- _YOUR ASSIGNMENT_
The expected answer is a copy of every line in the listing that has the word "events".

- _THE INPUT_
/---

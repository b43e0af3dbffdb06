//! Tests for RoutingTable
//!
//! Covers exact and wildcard matching, registration order, replacement and
//! rejected registrations.

use crate::{RoutingError, RoutingTable, TopicFilter};

#[test]
fn test_new_table_is_empty() {
    let table = RoutingTable::new();
    assert!(table.is_empty());
    assert_eq!(table.len(), 0);
    assert!(table.route("anything").is_empty());
}

#[test]
fn test_exact_topic() {
    let mut table = RoutingTable::new();
    table.insert("alarms", &["events/alarm", "events/fault"]).unwrap();

    assert_eq!(table.route("events/alarm"), vec!["alarms"]);
    assert_eq!(table.route("events/fault"), vec!["alarms"]);
    assert!(table.route("events/other").is_empty());
}

#[test]
fn test_wildcard_matches_all_topics() {
    let mut table = RoutingTable::new();
    table.insert("default-pipeline", &["#"]).unwrap();

    assert_eq!(table.route("a"), vec!["default-pipeline"]);
    assert_eq!(table.route(""), vec!["default-pipeline"]);
}

#[test]
fn test_match_is_any_filter() {
    let mut table = RoutingTable::new();
    table.insert("first", &["t1"]).unwrap();
    table.insert("all", &["#"]).unwrap();
    table.insert("second", &["t2", "t1"]).unwrap();
    table.insert("other", &["t3"]).unwrap();

    assert_eq!(table.route("t1"), vec!["first", "all", "second"]);
    assert_eq!(table.route("t2"), vec!["all", "second"]);
    assert_eq!(table.route("t3"), vec!["all", "other"]);
    assert_eq!(table.route("t4"), vec!["all"]);
}

#[test]
fn test_no_duplicates_for_overlapping_filters() {
    let mut table = RoutingTable::new();
    table.insert("p", &["t", "#", "t"]).unwrap();
    table.insert("q", &["u", "u"]).unwrap();

    assert_eq!(table.route("t"), vec!["p"]);
    assert_eq!(table.route("u"), vec!["p", "q"]);
}

#[test]
fn test_hash_inside_topic_is_literal() {
    let mut table = RoutingTable::new();
    table.insert("p", &["events/#"]).unwrap();

    assert!(table.route("events/x").is_empty());
    assert_eq!(table.route("events/#"), vec!["p"]);
}

#[test]
fn test_replace_keeps_position() {
    let mut table = RoutingTable::new();
    table.insert("a", &["t"]).unwrap();
    table.insert("b", &["t"]).unwrap();
    table.insert("a", &["t", "u"]).unwrap();

    assert_eq!(table.len(), 2);
    assert_eq!(table.route("t"), vec!["a", "b"]);
    assert_eq!(table.route("u"), vec!["a"]);
    assert_eq!(
        table.filters("a").unwrap(),
        &[
            TopicFilter::Exact("t".into()),
            TopicFilter::Exact("u".into())
        ]
    );
}

#[test]
fn test_replace_drops_old_topics() {
    let mut table = RoutingTable::new();
    table.insert("a", &["#"]).unwrap();
    table.insert("a", &["only"]).unwrap();

    assert!(table.route("elsewhere").is_empty());
    assert_eq!(table.route("only"), vec!["a"]);
}

#[test]
fn test_remove() {
    let mut table = RoutingTable::new();
    table.insert("a", &["t"]).unwrap();
    table.insert("b", &["#"]).unwrap();

    assert!(table.remove("a"));
    assert!(!table.remove("a"));
    assert!(!table.contains("a"));
    assert_eq!(table.route("t"), vec!["b"]);
    assert_eq!(table.ids().collect::<Vec<_>>(), vec!["b"]);
}

#[test]
fn test_rejects_invalid_registrations() {
    let mut table = RoutingTable::new();
    let none: &[&str] = &[];

    assert_eq!(table.insert("", &["t"]), Err(RoutingError::EmptyPipelineId));
    assert_eq!(table.insert("  ", &["t"]), Err(RoutingError::EmptyPipelineId));
    assert_eq!(table.insert("p", none), Err(RoutingError::empty_topics("p")));
    assert_eq!(
        table.insert("p", &["t", ""]),
        Err(RoutingError::invalid_topic("p", ""))
    );
    assert!(table.is_empty());
}
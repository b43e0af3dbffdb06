//! MQTT broker URLs
//!
//! `scheme://[user[:password]@]host[:port][/path][?query]`. Only the scheme,
//! host and port are used; credentials come from the secret store, so any
//! userinfo in the URL is ignored.

use std::fmt;

use thiserror::Error;
use url::{Host, Url};

/// Broker URL schemes accepted for MQTT connections
pub const BROKER_SCHEMES: &[&str] = &["tcp", "ssl", "tls", "tcps", "mqtts"];

/// Default port for plain `tcp://` brokers
pub const DEFAULT_TCP_PORT: u16 = 1883;

/// Default port for TLS brokers
pub const DEFAULT_TLS_PORT: u16 = 8883;

/// Broker URL that could not be used
#[derive(Debug, Clone, PartialEq, Eq, Error)]
#[error("invalid broker url '{url}': {reason}")]
pub struct BrokerUrlError {
    pub url: String,
    pub reason: String,
}

/// Parsed broker URL
#[derive(Debug, Clone, PartialEq, Eq)]
pub struct BrokerUrl {
    pub scheme: String,
    pub host: String,
    pub port: u16,
}

impl BrokerUrl {
    pub fn parse(input: &str) -> Result<Self, BrokerUrlError> {
        let invalid = |reason: String| BrokerUrlError {
            url: input.to_string(),
            reason,
        };

        let url = Url::parse(input.trim()).map_err(|e| invalid(e.to_string()))?;

        let scheme = url.scheme();
        if !BROKER_SCHEMES.contains(&scheme) {
            return Err(invalid(format!(
                "scheme must be one of: {}",
                BROKER_SCHEMES.join(", ")
            )));
        }

        let host = match url.host() {
            Some(Host::Domain(domain)) if !domain.is_empty() => domain.to_string(),
            Some(Host::Ipv4(addr)) => addr.to_string(),
            Some(Host::Ipv6(addr)) => addr.to_string(),
            _ => return Err(invalid("missing host".to_string())),
        };

        let default_port = if scheme == "tcp" {
            DEFAULT_TCP_PORT
        } else {
            DEFAULT_TLS_PORT
        };
        let port = match url.port() {
            Some(0) => return Err(invalid("port must not be 0".to_string())),
            Some(port) => port,
            None => default_port,
        };

        Ok(Self {
            scheme: scheme.to_string(),
            host,
            port,
        })
    }

    /// Whether the scheme requires TLS
    pub fn is_tls(&self) -> bool {
        self.scheme != "tcp"
    }
}

impl fmt::Display for BrokerUrl {
    fn fmt(&self, f: &mut fmt::Formatter<'_>) -> fmt::Result {
        if self.host.contains(':') {
            write!(f, "{}://[{}]:{}", self.scheme, self.host, self.port)
        } else {
            write!(f, "{}://{}:{}", self.scheme, self.host, self.port)
        }
    }
}
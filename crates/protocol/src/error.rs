//! Protocol error types
//!
//! Errors that can occur when decoding envelopes or coercing payloads.

use thiserror::Error;

/// Errors that can occur during protocol operations
#[derive(Debug, Error)]
pub enum ProtocolError {
    /// Payload variant cannot be normalized to bytes
    #[error("passed in data must be of type bytes, string, or JSON-serializable (got {kind})")]
    UnsupportedType { kind: &'static str },

    /// JSON encoding or decoding failed
    #[error("json error: {0}")]
    Json(#[from] serde_json::Error),

    /// XML encoding failed
    #[error("xml error: {0}")]
    Xml(String),

    /// Envelope payload is empty
    #[error("empty payload")]
    EmptyPayload,
}

impl ProtocolError {
    /// Create an unsupported type error
    #[inline]
    pub fn unsupported(kind: &'static str) -> Self {
        Self::UnsupportedType { kind }
    }

    /// Create an XML error
    #[inline]
    pub fn xml(msg: impl Into<String>) -> Self {
        Self::Xml(msg.into())
    }
}
//! Tests for function registry

use super::*;
use crate::test_util::test_context;
use crate::{FunctionContext, Outcome, TransformFuture};
use edgeflow_protocol::Payload;

struct Echo;

impl Transformer for Echo {
    fn transform<'a>(&'a self, _: &'a mut FunctionContext, input: Option<Payload>) -> TransformFuture<'a> {
        Box::pin(async move { Ok(Outcome::Continue(input)) })
    }

    fn name(&self) -> &'static str {
        "echo"
    }
}

struct EchoFactory;

impl FunctionFactory for EchoFactory {
    fn create(&self, _config: &FunctionConfig) -> TransformResult<Arc<dyn Transformer>> {
        Ok(Arc::new(Echo))
    }

    fn name(&self) -> &'static str {
        "echo"
    }
}

#[test]
fn test_empty_registry() {
    let registry = FunctionRegistry::new();
    assert!(registry.is_empty());
    assert_eq!(registry.len(), 0);
    assert!(registry.available_types().is_empty());
}

#[tokio::test]
async fn test_register_and_create() {
    let mut registry = FunctionRegistry::default();
    registry.register("echo", EchoFactory);
    assert!(registry.contains("echo"));
    assert!(!registry.contains("nonexistent"));

    let function = registry.create(&FunctionConfig::new("echo")).unwrap();
    let mut ctx = test_context();
    let out = function
        .transform(&mut ctx, Some(Payload::from("x")))
        .await
        .unwrap();
    assert_eq!(out, Outcome::next("x"));
}

#[test]
fn test_register_replaces() {
    let mut registry = FunctionRegistry::new();
    registry.register("echo", EchoFactory);
    registry.register("echo", EchoFactory);
    assert_eq!(registry.len(), 1);
}

#[test]
fn test_unknown_type_lists_available() {
    let mut registry = FunctionRegistry::new();
    registry.register("zeta", EchoFactory);
    registry.register("alpha", EchoFactory);

    let err = registry.create(&FunctionConfig::new("missing")).err().unwrap();
    assert_eq!(
        err.to_string(),
        "invalid configuration: unknown function type 'missing', available: [alpha, zeta]"
    );
}

#[test]
fn test_required_helpers() {
    let config = FunctionConfig::new("echo")
        .with_option("names", "a, b")
        .with_option("empty", "");

    assert_eq!(required_list(&config, "names").unwrap(), vec!["a", "b"]);
    assert!(required_list(&config, "absent").is_err());
    assert!(required_str(&config, "empty").is_err());
    assert_eq!(required_str(&config, "names").unwrap(), "a, b");
}
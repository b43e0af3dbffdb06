//! Encryption Transformer - AES-256-CBC + HMAC-SHA-512
//!
//! The key is read from the secret store on every call, so rotating the
//! secret takes effect on the next message. The secret value is the 64-byte
//! key hex-encoded. Output is `base64(IV || ciphertext || tag)` with a fresh
//! random IV per message.
//!
//! ```toml
//! [functions.encrypt]
//! type = "encrypt_aes256"
//! secret_path = "aes"
//! secret_name = "key"
//! ```

mod aead;

pub use aead::{Aes256CbcHmacSha512, KEY_SIZE, NONCE_SIZE, TAG_SIZE};

use std::sync::Arc;

use base64::Engine as _;
use base64::engine::general_purpose::STANDARD;
use bytes::Bytes;
use edgeflow_config::FunctionConfig;
use edgeflow_protocol::{CONTENT_TYPE_TEXT, Payload, coerce};
use rand::TryRngCore;
use rand::rngs::OsRng;
use zeroize::Zeroizing;

use crate::registry::{FunctionFactory, required_str};
use crate::{
    FunctionContext, Outcome, TransformError, TransformFuture, TransformResult, Transformer,
    require_input,
};

#[cfg(test)]
#[path = "mod_test.rs"]
mod tests;

/// Encrypts its input with a key held in the secret store
#[derive(Debug, Clone)]
pub struct AesProtection {
    secret_path: String,
    secret_name: String,
}

impl AesProtection {
    pub fn new(secret_path: impl Into<String>, secret_name: impl Into<String>) -> Self {
        Self {
            secret_path: secret_path.into(),
            secret_name: secret_name.into(),
        }
    }

    async fn load_cipher(&self, ctx: &FunctionContext) -> TransformResult<Aes256CbcHmacSha512> {
        let mut secrets = ctx
            .get_secret(&self.secret_path, &[self.secret_name.as_str()])
            .await?;
        let encoded = Zeroizing::new(secrets.remove(&self.secret_name).unwrap_or_default());
        if encoded.is_empty() {
            return Err(TransformError::crypto(format!(
                "aes256 key at '{}/{}' is empty",
                self.secret_path, self.secret_name
            )));
        }

        let key = Zeroizing::new(
            hex::decode(encoded.trim())
                .map_err(|e| TransformError::crypto(format!("aes256 key is not valid hex: {e}")))?,
        );
        Aes256CbcHmacSha512::new(&key)
    }
}

impl Transformer for AesProtection {
    fn transform<'a>(
        &'a self,
        ctx: &'a mut FunctionContext,
        input: Option<Payload>,
    ) -> TransformFuture<'a> {
        Box::pin(async move {
            let input = require_input(self.name(), ctx, input)?;
            let data = coerce(&input)?;
            let cipher = self.load_cipher(ctx).await?;

            let mut nonce = [0u8; NONCE_SIZE];
            OsRng
                .try_fill_bytes(&mut nonce)
                .map_err(|e| TransformError::crypto(format!("failed to generate iv: {e}")))?;

            let sealed = cipher.seal(&nonce, &data, &[])?;
            tracing::trace!(
                plaintext_len = data.len(),
                sealed_len = sealed.len(),
                "payload encrypted"
            );

            ctx.set_response_content_type(CONTENT_TYPE_TEXT);
            Ok(Outcome::next(Bytes::from(STANDARD.encode(sealed))))
        })
    }

    fn name(&self) -> &'static str {
        "encrypt_aes256"
    }
}

/// Factory for `encrypt_aes256`
pub struct EncryptionFactory;

impl FunctionFactory for EncryptionFactory {
    fn create(&self, config: &FunctionConfig) -> TransformResult<Arc<dyn Transformer>> {
        let path = required_str(config, "secret_path")?;
        let name = required_str(config, "secret_name")?;
        Ok(Arc::new(AesProtection::new(path, name)))
    }

    fn name(&self) -> &'static str {
        "encrypt_aes256"
    }
}
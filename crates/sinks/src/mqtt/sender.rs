//! MQTT Export - Publish pipeline output to a broker
//!
//! The client is built lazily on first use and rebuilt whenever the secret
//! store reports newer secrets than the ones the client was built with.
//! The current client is read without locking; construction and connection
//! are each serialized behind their own lock, and publishing is not.
//!
//! On a connect or publish failure with `persist_on_error`, the payload is
//! handed to the retry store through the function context.

use std::sync::Arc;
use std::sync::atomic::{AtomicU64, Ordering};
use std::time::SystemTime;

use bytes::Bytes;
use edgeflow_config::FunctionConfig;
use edgeflow_protocol::{Payload, coerce};
use edgeflow_transform::{
    FunctionContext, FunctionFactory, Outcome, TransformFuture, TransformResult, Transformer,
    require_input,
};
use arc_swap::ArcSwapOption;
use tokio::sync::Mutex;

use super::client::{ClientFactory, MqttClient, SecretClientFactory};
use super::config::MqttExportConfig;

#[cfg(test)]
#[path = "sender_test.rs"]
mod tests;

/// Resolves the publish topic for one message
pub type TopicFormatter =
    Arc<dyn Fn(&str, &FunctionContext) -> TransformResult<String> + Send + Sync>;

/// Export counters
#[derive(Debug, Default)]
pub struct SenderMetrics {
    pub published: AtomicU64,
    pub bytes_published: AtomicU64,
    pub publish_failures: AtomicU64,
    pub connect_failures: AtomicU64,
    pub client_builds: AtomicU64,
    pub retries_requested: AtomicU64,
}

/// Point-in-time copy of [`SenderMetrics`]
#[derive(Debug, Clone, Copy, Default, PartialEq, Eq)]
pub struct SenderMetricsSnapshot {
    pub published: u64,
    pub bytes_published: u64,
    pub publish_failures: u64,
    pub connect_failures: u64,
    pub client_builds: u64,
    pub retries_requested: u64,
}

impl SenderMetrics {
    pub fn snapshot(&self) -> SenderMetricsSnapshot {
        SenderMetricsSnapshot {
            published: self.published.load(Ordering::Relaxed),
            bytes_published: self.bytes_published.load(Ordering::Relaxed),
            publish_failures: self.publish_failures.load(Ordering::Relaxed),
            connect_failures: self.connect_failures.load(Ordering::Relaxed),
            client_builds: self.client_builds.load(Ordering::Relaxed),
            retries_requested: self.retries_requested.load(Ordering::Relaxed),
        }
    }
}

/// Client together with the secrets timestamp it was built from
struct CachedClient {
    client: Arc<dyn MqttClient>,
    secrets_last_retrieved: SystemTime,
}

impl CachedClient {
    fn fresh(&self, secrets_last_updated: SystemTime) -> bool {
        self.secrets_last_retrieved >= secrets_last_updated
    }
}

/// Secret-backed MQTT publisher
pub struct MqttSecretSender {
    config: MqttExportConfig,
    factory: Arc<dyn ClientFactory>,
    topic_formatter: Option<TopicFormatter>,
    current: ArcSwapOption<CachedClient>,
    build_lock: Mutex<()>,
    connect_lock: Mutex<()>,
    metrics: SenderMetrics,
}

impl MqttSecretSender {
    pub fn new(config: MqttExportConfig) -> Self {
        Self::with_factory(config, Arc::new(SecretClientFactory))
    }

    pub fn with_factory(config: MqttExportConfig, factory: Arc<dyn ClientFactory>) -> Self {
        Self {
            config,
            factory,
            topic_formatter: None,
            current: ArcSwapOption::empty(),
            build_lock: Mutex::new(()),
            connect_lock: Mutex::new(()),
            metrics: SenderMetrics::default(),
        }
    }

    /// Replace `{name}` interpolation with a custom topic resolver
    pub fn with_topic_formatter(mut self, formatter: TopicFormatter) -> Self {
        self.topic_formatter = Some(formatter);
        self
    }

    pub fn config(&self) -> &MqttExportConfig {
        &self.config
    }

    pub fn metrics(&self) -> &SenderMetrics {
        &self.metrics
    }

    /// Current client, rebuilt when missing or built from stale secrets
    async fn client(&self, ctx: &FunctionContext) -> TransformResult<Arc<dyn MqttClient>> {
        let updated = ctx.secrets_last_updated();
        if let Some(cached) = self.current.load_full()
            && cached.fresh(updated)
        {
            return Ok(Arc::clone(&cached.client));
        }

        let _guard = self.build_lock.lock().await;
        let current = self.current.load_full();
        if let Some(cached) = &current
            && cached.fresh(updated)
        {
            return Ok(Arc::clone(&cached.client));
        }

        if let Some(stale) = current {
            tracing::info!(
                broker = %self.config.connection.broker,
                "secrets updated, rebuilding mqtt client"
            );
            stale.client.disconnect().await;
        }

        let client = self
            .factory
            .create(&self.config, ctx.secret_provider().as_ref())
            .await?;
        self.metrics.client_builds.fetch_add(1, Ordering::Relaxed);
        self.current.store(Some(Arc::new(CachedClient {
            client: Arc::clone(&client),
            secrets_last_retrieved: updated,
        })));
        Ok(client)
    }

    async fn ensure_connected(&self, client: &dyn MqttClient) -> TransformResult<()> {
        if client.is_connected() {
            return Ok(());
        }
        let _guard = self.connect_lock.lock().await;
        if client.is_connected() {
            return Ok(());
        }
        client.connect().await
    }

    fn topic(&self, ctx: &FunctionContext) -> TransformResult<String> {
        match &self.topic_formatter {
            Some(format) => format(&self.config.topic, ctx),
            None => ctx.apply_values(&self.config.topic),
        }
    }

    fn request_retry(&self, ctx: &mut FunctionContext, data: &Bytes) {
        if self.config.persist_on_error {
            ctx.set_retry_data(data.clone());
            self.metrics.retries_requested.fetch_add(1, Ordering::Relaxed);
        }
    }
}

impl Transformer for MqttSecretSender {
    fn transform<'a>(
        &'a self,
        ctx: &'a mut FunctionContext,
        input: Option<Payload>,
    ) -> TransformFuture<'a> {
        Box::pin(async move {
            let input = require_input(self.name(), ctx, input)?;
            let data = coerce(&input)?;

            let client = self.client(ctx).await?;

            if let Err(e) = self.ensure_connected(client.as_ref()).await {
                self.metrics.connect_failures.fetch_add(1, Ordering::Relaxed);
                self.request_retry(ctx, &data);
                return Err(e);
            }

            let topic = self.topic(ctx)?;
            let len = data.len();
            if let Err(e) = client
                .publish(&topic, self.config.qos, self.config.retain, data.clone())
                .await
            {
                self.metrics.publish_failures.fetch_add(1, Ordering::Relaxed);
                self.request_retry(ctx, &data);
                return Err(e);
            }

            self.metrics.published.fetch_add(1, Ordering::Relaxed);
            self.metrics
                .bytes_published
                .fetch_add(len as u64, Ordering::Relaxed);
            tracing::debug!(topic = %topic, bytes = len, "published to mqtt");
            Ok(Outcome::Continue(None))
        })
    }

    fn name(&self) -> &'static str {
        "mqtt_export"
    }

    fn close(&self) -> TransformResult<()> {
        if self.build_lock.try_lock().is_err() {
            tracing::warn!(
                broker = %self.config.connection.broker,
                "mqtt client build in progress during close, it stays connected until the next close"
            );
        }
        let Some(cached) = self.current.swap(None) else {
            return Ok(());
        };
        match tokio::runtime::Handle::try_current() {
            Ok(handle) => {
                handle.spawn(async move { cached.client.disconnect().await });
            }
            Err(_) => tracing::warn!(
                broker = %self.config.connection.broker,
                "no runtime to disconnect mqtt client, dropping it"
            ),
        }
        Ok(())
    }
}

/// Factory for `mqtt_export`
pub struct MqttSenderFactory {
    client_factory: Arc<dyn ClientFactory>,
}

impl MqttSenderFactory {
    pub fn new(client_factory: Arc<dyn ClientFactory>) -> Self {
        Self { client_factory }
    }
}

impl Default for MqttSenderFactory {
    fn default() -> Self {
        Self::new(Arc::new(SecretClientFactory))
    }
}

impl FunctionFactory for MqttSenderFactory {
    fn create(&self, config: &FunctionConfig) -> TransformResult<Arc<dyn Transformer>> {
        let config = MqttExportConfig::from_function(config)?;
        Ok(Arc::new(MqttSecretSender::with_factory(
            config,
            Arc::clone(&self.client_factory),
        )))
    }

    fn name(&self) -> &'static str {
        "mqtt_export"
    }
}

\---

- _RESPONSE AREA_
    table.insert("alarms", &["events/alarm", "events/fault"]).unwrap();
    assert_eq!(table.route("events/alarm"), vec!["alarms"]);
    assert_eq!(table.route("events/fault"), vec!["alarms"]);
    assert!(table.route("events/other").is_empty());
    table.insert("p", &["events/#"]).unwrap();
    assert!(table.route("events/x").is_empty());
    assert_eq!(table.route("events/#"), vec!["p"]);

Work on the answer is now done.